I was particularly struck by Minister Donnelly’s comments that his priority was “to facilitate the least onerous process for the women and families affected.”
My background in the disability sector has taught me to value expertise which comes from experience and the women affected by the CervicalCheck scandal are experts by experience, however much they may prefer it to have been different.
Yet our current three party Government, the Green Party included, continue the failures of previous paternalistic governments by placing a higher value on legal expertise and the opinion of the ‘permanent government’, Department officials and the Attorney General. And women suffer. The ‘least onerous process for the women’ I dare to suggest, is the one that they have helped to design.
I can’t be silent. I understand I may attract claims of naivety or not fully understanding. Hands up – both apply. However, we have all witnessed the remarkable adaptations that our society and our Government have made in the face of a global pandemic. A change in perspective, matched with an urgency and will to make something happen, is a formidable force. Let’s apply that force to the CervicalCheck situation.
To be clear, I have not spoken to any of the women of the 221+ group. I considered reaching out to them but decided against it – I have nothing beyond my voice as a local representative, a woman and user of the CervicalCheck screening, to add to their already protracted deliberations. If any one of these women would like to speak with me, I will gladly listen.
I am sure that many of the women who can move on with their lives want to be allowed to do just that. I am also aware that many women cannot move on, and are now represented and sorely missed, by grieving families.

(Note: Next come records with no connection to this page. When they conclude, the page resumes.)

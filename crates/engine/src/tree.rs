//! Flat record list to ordered menu tree.

use std::collections::HashMap;

use navtree_types::config::DEFAULT_HOME_LABEL;
use navtree_types::{MenuRecord, MenuTreeNode, WidgetConfig};
use tracing::warn;

/// Options controlling which records take part in the tree.
#[derive(Debug, Clone, PartialEq, Eq)]
pub struct TreeBuildOptions {
    /// Records carrying exactly this name are left out; the dedicated home
    /// button covers them.
    pub home_label: String,
}

impl Default for TreeBuildOptions {
    fn default() -> Self {
        Self {
            home_label: DEFAULT_HOME_LABEL.to_string(),
        }
    }
}

impl From<&WidgetConfig> for TreeBuildOptions {
    fn from(config: &WidgetConfig) -> Self {
        Self {
            home_label: config.home_label.clone(),
        }
    }
}

/// Builds the menu tree with the default options.
pub fn build_menu_tree(records: &[MenuRecord]) -> Vec<MenuTreeNode> {
    build_menu_tree_with(records, &TreeBuildOptions::default())
}

/// Builds the menu tree.
///
/// Records that are disabled, hidden, or named after the home label are dropped.
/// The rest are stably sorted by `sort_no` and attached to their parent; records
/// at depth 0, without a parent reference, or whose parent is missing become
/// roots. Every remaining record appears exactly once. Sibling lists are sorted
/// again once the tree is assembled.
pub fn build_menu_tree_with(records: &[MenuRecord], options: &TreeBuildOptions) -> Vec<MenuTreeNode> {
    let mut sorted: Vec<&MenuRecord> = records
        .iter()
        .filter(|record| record.is_displayable() && record.menu_name != options.home_label)
        .collect();
    sorted.sort_by(|a, b| a.sort_no.total_cmp(&b.sort_no));

    // Later duplicates overwrite earlier ones, so parent lookups resolve to the last record.
    let index_by_id: HashMap<&str, usize> = sorted
        .iter()
        .enumerate()
        .map(|(index, record)| (record.menu_id.as_str(), index))
        .collect();

    let mut roots: Vec<usize> = Vec::new();
    let mut parent_of: Vec<Option<usize>> = vec![None; sorted.len()];
    let mut children_of: Vec<Vec<usize>> = vec![Vec::new(); sorted.len()];

    for (index, record) in sorted.iter().enumerate() {
        if record.is_root_eligible() {
            roots.push(index);
            continue;
        }
        let parent_id = record.parent_menu_id.as_deref().unwrap_or_default();
        match index_by_id.get(parent_id) {
            Some(&parent) => {
                parent_of[index] = Some(parent);
                children_of[parent].push(index);
            }
            None => {
                warn!(
                    menu_id = %record.menu_id,
                    parent_menu_id = parent_id,
                    "Parent not found for menu; promoting to root"
                );
                roots.push(index);
            }
        }
    }

    promote_unreachable(&sorted, &mut roots, &mut parent_of, &mut children_of);

    let mut slots: Vec<Option<MenuTreeNode>> = sorted
        .iter()
        .map(|record| Some(MenuTreeNode::from_record((*record).clone())))
        .collect();
    let mut tree: Vec<MenuTreeNode> = roots
        .iter()
        .filter_map(|&root| assemble(root, &mut slots, &children_of))
        .collect();

    sort_siblings(&mut tree);
    tree
}

/// Breaks parent cycles: any record not reachable from a root is promoted to
/// root and detached from its parent, which makes the rest of its cycle
/// reachable through it.
fn promote_unreachable(
    sorted: &[&MenuRecord],
    roots: &mut Vec<usize>,
    parent_of: &mut [Option<usize>],
    children_of: &mut [Vec<usize>],
) {
    let mut reached = vec![false; sorted.len()];
    for &root in roots.iter() {
        mark_reached(root, children_of, &mut reached);
    }

    for index in 0..sorted.len() {
        if reached[index] {
            continue;
        }
        if let Some(parent) = parent_of[index].take() {
            children_of[parent].retain(|&child| child != index);
        }
        warn!(
            menu_id = %sorted[index].menu_id,
            parent_menu_id = sorted[index].parent_menu_id.as_deref().unwrap_or_default(),
            "Menu parent chain forms a cycle; promoting to root"
        );
        roots.push(index);
        mark_reached(index, children_of, &mut reached);
    }
}

fn mark_reached(start: usize, children_of: &[Vec<usize>], reached: &mut [bool]) {
    let mut stack = vec![start];
    while let Some(index) = stack.pop() {
        if reached[index] {
            continue;
        }
        reached[index] = true;
        stack.extend(children_of[index].iter().copied());
    }
}

fn assemble(index: usize, slots: &mut [Option<MenuTreeNode>], children_of: &[Vec<usize>]) -> Option<MenuTreeNode> {
    let mut node = slots[index].take()?;
    node.children = children_of[index]
        .iter()
        .filter_map(|&child| assemble(child, slots, children_of))
        .collect();
    node.has_children = !node.children.is_empty();
    Some(node)
}

fn sort_siblings(nodes: &mut [MenuTreeNode]) {
    nodes.sort_by(|a, b| a.sort_no().total_cmp(&b.sort_no()));
    for node in nodes.iter_mut() {
        sort_siblings(&mut node.children);
    }
}

#[cfg(test)]
mod tests {
    use super::*;

    fn record(id: &str, parent: Option<&str>, depth: u32, sort_no: f64) -> MenuRecord {
        let record = MenuRecord::new(id, format!("Menu {id}")).with_sort_no(sort_no);
        match parent {
            Some(parent) => record.with_parent(parent, depth),
            None => record,
        }
    }

    fn ids(nodes: &[MenuTreeNode]) -> Vec<&str> {
        nodes.iter().map(MenuTreeNode::menu_id).collect()
    }

    #[test]
    fn empty_input_builds_empty_tree() {
        assert!(build_menu_tree(&[]).is_empty());
    }

    #[test]
    fn orphan_is_promoted_to_root() {
        let records = [
            record("A", None, 0, 1.0),
            record("B", Some("A"), 1, 1.0),
            record("C", Some("Z"), 1, 2.0),
        ];
        let tree = build_menu_tree(&records);

        assert_eq!(ids(&tree), ["A", "C"]);
        assert_eq!(ids(&tree[0].children), ["B"]);
        assert!(tree[0].has_children);
        assert!(!tree[1].has_children);
    }

    #[test]
    fn depth_zero_is_root_even_with_parent() {
        let records = [record("A", None, 0, 1.0), record("B", Some("A"), 0, 2.0)];
        let tree = build_menu_tree(&records);
        assert_eq!(ids(&tree), ["A", "B"]);
        assert!(tree[0].children.is_empty());
        assert!(!tree[0].has_children);
    }

    #[test]
    fn children_attach_regardless_of_input_order() {
        let records = [
            record("C", Some("B"), 2, 1.0),
            record("B", Some("A"), 1, 1.0),
            record("A", None, 0, 1.0),
        ];
        let tree = build_menu_tree(&records);

        assert_eq!(ids(&tree), ["A"]);
        assert_eq!(ids(&tree[0].children), ["B"]);
        assert_eq!(ids(&tree[0].children[0].children), ["C"]);
        assert_eq!(tree[0].children[0].level, 1);
    }

    #[test]
    fn siblings_sorted_stably_at_every_level() {
        let records = [
            record("R2", None, 0, 2.0),
            record("R1", None, 0, 1.0),
            record("x", Some("R1"), 1, 5.0),
            record("y", Some("R1"), 1, 1.5),
            record("z", Some("R1"), 1, 5.0),
            record("w", Some("R1"), 1, 1.5),
        ];
        let tree = build_menu_tree(&records);

        assert_eq!(ids(&tree), ["R1", "R2"]);
        assert_eq!(ids(&tree[0].children), ["y", "w", "x", "z"]);
    }

    #[test]
    fn hidden_disabled_and_home_records_are_filtered() {
        let mut hidden = record("H", None, 0, 1.0);
        hidden.display_yn = Some("N".into());
        let mut disabled = record("D", None, 0, 2.0);
        disabled.enabled_tf = false;
        let mut home = record("HOME", None, 0, 0.0);
        home.menu_name = DEFAULT_HOME_LABEL.into();
        home.display_yn = Some("Y".into());
        let mut shown = record("S", None, 0, 3.0);
        shown.display_yn = Some("Y".into());

        let tree = build_menu_tree(&[hidden, disabled, home, shown]);
        assert_eq!(ids(&tree), ["S"]);
    }

    #[test]
    fn child_of_filtered_parent_is_promoted() {
        let mut parent = record("P", None, 0, 1.0);
        parent.enabled_tf = false;
        let child = record("C", Some("P"), 1, 1.0);

        let tree = build_menu_tree(&[parent, child]);
        assert_eq!(ids(&tree), ["C"]);
    }

    #[test]
    fn default_home_label_is_filtered() {
        let records = [MenuRecord::new("H", "홈"), MenuRecord::new("A", "Alpha")];
        let tree = build_menu_tree(&records);
        assert_eq!(ids(&tree), ["A"]);
    }

    #[test]
    fn custom_home_label_is_filtered() {
        let records = [MenuRecord::new("H", "Start"), MenuRecord::new("A", "Home")];
        let options = TreeBuildOptions {
            home_label: "Start".into(),
        };
        let tree = build_menu_tree_with(&records, &options);
        assert_eq!(ids(&tree), ["A"]);
    }

    #[test]
    fn parent_cycles_do_not_lose_records() {
        let records = [
            record("A", Some("B"), 1, 1.0),
            record("B", Some("A"), 1, 2.0),
            record("S", Some("S"), 1, 3.0),
        ];
        let tree = build_menu_tree(&records);

        assert_eq!(ids(&tree), ["A", "S"]);
        assert_eq!(ids(&tree[0].children), ["B"]);
        assert!(tree[1].children.is_empty());
    }

    #[test]
    fn records_without_id_become_roots() {
        let records = [
            MenuRecord::new("", "Unnamed").with_sort_no(2.0),
            MenuRecord::new("A", "A").with_sort_no(1.0),
            MenuRecord::new("B", "B").with_parent("", 1).with_sort_no(3.0),
        ];
        let tree = build_menu_tree(&records);
        assert_eq!(ids(&tree), ["A", "", "B"]);
        assert!(tree[1].children.is_empty());
    }

    #[test]
    fn new_nodes_start_collapsed_and_visible() {
        let tree = build_menu_tree(&[record("A", None, 0, 1.0)]);
        assert!(!tree[0].is_expanded);
        assert!(tree[0].is_visible);
    }
}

I do not want to hear protection of the taxpayer used as an excuse. I will be saying to Michael Martin, Stephen Donnelly and Eamon Ryan that the women of 221+ and their families deserve to be listened to and cost should not be a limiting factor. I understand that the bottom line here is money, specifically the financial exposure that the 221+ group’s requests, including the role of the laboratories in the tribunal, would mean to the State.
A couple of weeks after the Green Party launched their discussion document on Wellbeing Indicators as alternatives to GDP for plotting our national progress, I say this is a time to put the wellbeing of these small number of women over the State’s coffers. I also say I am not alone in thinking that State support of the greyhound industry is a good place to start if compromises need to be made.
Finally, I will be reminding the Taoiseach that the State apologised to the women affected by CervicalCheck only one year ago. A State apology: Please do not render something so profound meaningless and please let us do the right thing for women, yes women.